My dad's family is from Rhode Island, and I have a lot of childhood summer memories of hanging out at my grandparents' in Narragansett. And, as childhood memories tend to, a lot of mine revolve around food. Lobster rolls, steamers, chowder, johnny cakes and coffee milk all figure heavily, but the big one is clam cakes. Clam cakes are basically fritters (but they are not "clam fritters", which are different); smallish lumps of dough studded with chopped clams and deep fried. You buy them by the dozen in paper bags from small roadside takeout places and eat a couple before you get them home, because they're best when they're hot. I don't have much family in Rhode Island any more (my grandmother died and my grandfather moved to Florida), so I was hoping that this trip might be my chance to fill up on all the foods I miss. I did okay for most things, but it turns out you simply can't get clam cakes in Massachussetts. Which is somewhat insane to me; I mean, it's about as far from Cape Cod to Rhode Island as it is from here to San Jose, but people look at you like you're asking about some kind of bizzare foreign dish. Anyway, this is my very long way of saying that I had a plate of steamers (pronounced "steamuhs", the one of only times I affect a New England accent) for lunch, at a place reccommended by the salesguy at the Marc Jacobs store. (It was across the street.) So it wasn't exactly the same, but at least I got some drawn butter in the deal.

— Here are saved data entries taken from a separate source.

//! Audio clock — monotonic engine time derived from rendered frames.
//!
//! Zero is the moment the engine was created. Only the audio callback
//! advances the counter; everyone else just reads it.

use std::sync::atomic::{AtomicU64, Ordering};

/// Lock-free frame counter shared between the audio thread and readers.
#[derive(Debug)]
pub struct AudioClock {
    frames: AtomicU64,
    sample_rate: u32,
}

impl AudioClock {
    pub fn new(sample_rate: u32) -> Self {
        Self {
            frames: AtomicU64::new(0),
            sample_rate,
        }
    }

    /// Seconds since engine creation.
    pub fn now(&self) -> f64 {
        self.frames.load(Ordering::Acquire) as f64 / self.sample_rate as f64
    }

    /// Total frames rendered so far.
    pub fn frames(&self) -> u64 {
        self.frames.load(Ordering::Acquire)
    }

    /// Advance by `frames` rendered frames. Called only from the callback.
    pub(crate) fn advance(&self, frames: u64) {
        self.frames.fetch_add(frames, Ordering::AcqRel);
    }
}
//! Synthesis primitives — events, envelopes, oscillators, voices, and the
//! sink boundary everything schedules against.

pub mod envelope;
pub mod event;
pub mod noise;
pub mod oscillator;
pub mod sink;
pub mod tone;
pub mod voice;

pub use envelope::{Envelope, RAMP_FLOOR};
pub use event::{Bus, Curve, FilterKind, ScheduledEvent, Source, Sweep};
pub use noise::play_noise_burst;
pub use oscillator::{oscillator, Waveform};
pub use sink::{AudioSink, MemorySink, ScheduleError};
pub use tone::play_tone;
pub use voice::Voice;
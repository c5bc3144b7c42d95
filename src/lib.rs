//! Nocturne — a generative ambient soundtrack with lookahead scheduling.
//!
//! A cpal output stream mixes sample-accurate scheduled events; a timer
//! thread composes the music one 4-bar phrase at a time, always one phrase
//! ahead of playback. Short UI cues ride a separate bus that bypasses the
//! music master gain.

pub mod audio;
pub mod cues;
pub mod music;
pub mod settings;
pub mod synth;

After lunch I wandered some more, and then I decided that what I wanted was a pedicure. And no sooner did I decide that than I came upon a salon/spa, which is the kind of coincidence that I suspect happens a lot in Provincetown. The girl who did my nails was a twenty-one year old who had moved to Provincetown from Eureka when she was fourteen. I got the impression there had been a certain amount of culture shock. But she seemed like she had adjusted pretty well, and was now being kept as kind of a pet by the passle of gay men who made up the management and the rest of the employees of the salon. They seemed to like to do things like send down the vaguely creepy guy who wanted to know why she hadn't called him back after he called her in the middle of the night and if she maybe wanted to go for a beach ride. He seemed to have an inkling that doing this while she was working on my toes was perhaps in some way inappropriate, but darn it, he had something to say and he was going to say it. She told him she'd call him back. She told me she wouldn't.
It occurs to me that if you were a traveler and you wanted to get a sense of the real place you were visiting, you could do worse than to find a local salon and get your nails done.
On Saturday night I had an early dinner and then stayed in. I know, how dull and unadventurous and generally me of me, but as far as I could see there isn't a whole lot for a solo straight girl to do in Provincetown at night. I have a deeply-held aversion to karaoke and the local theater company's current production was "The Goat (Or Who Is Sylvia)", which I saw when ACT did it a couple of years ago and, frankly, once was enough. So I stayed in and watched reruns of Deadliest Catch on the Discovery Channel and frankly, I don't have a problem with that.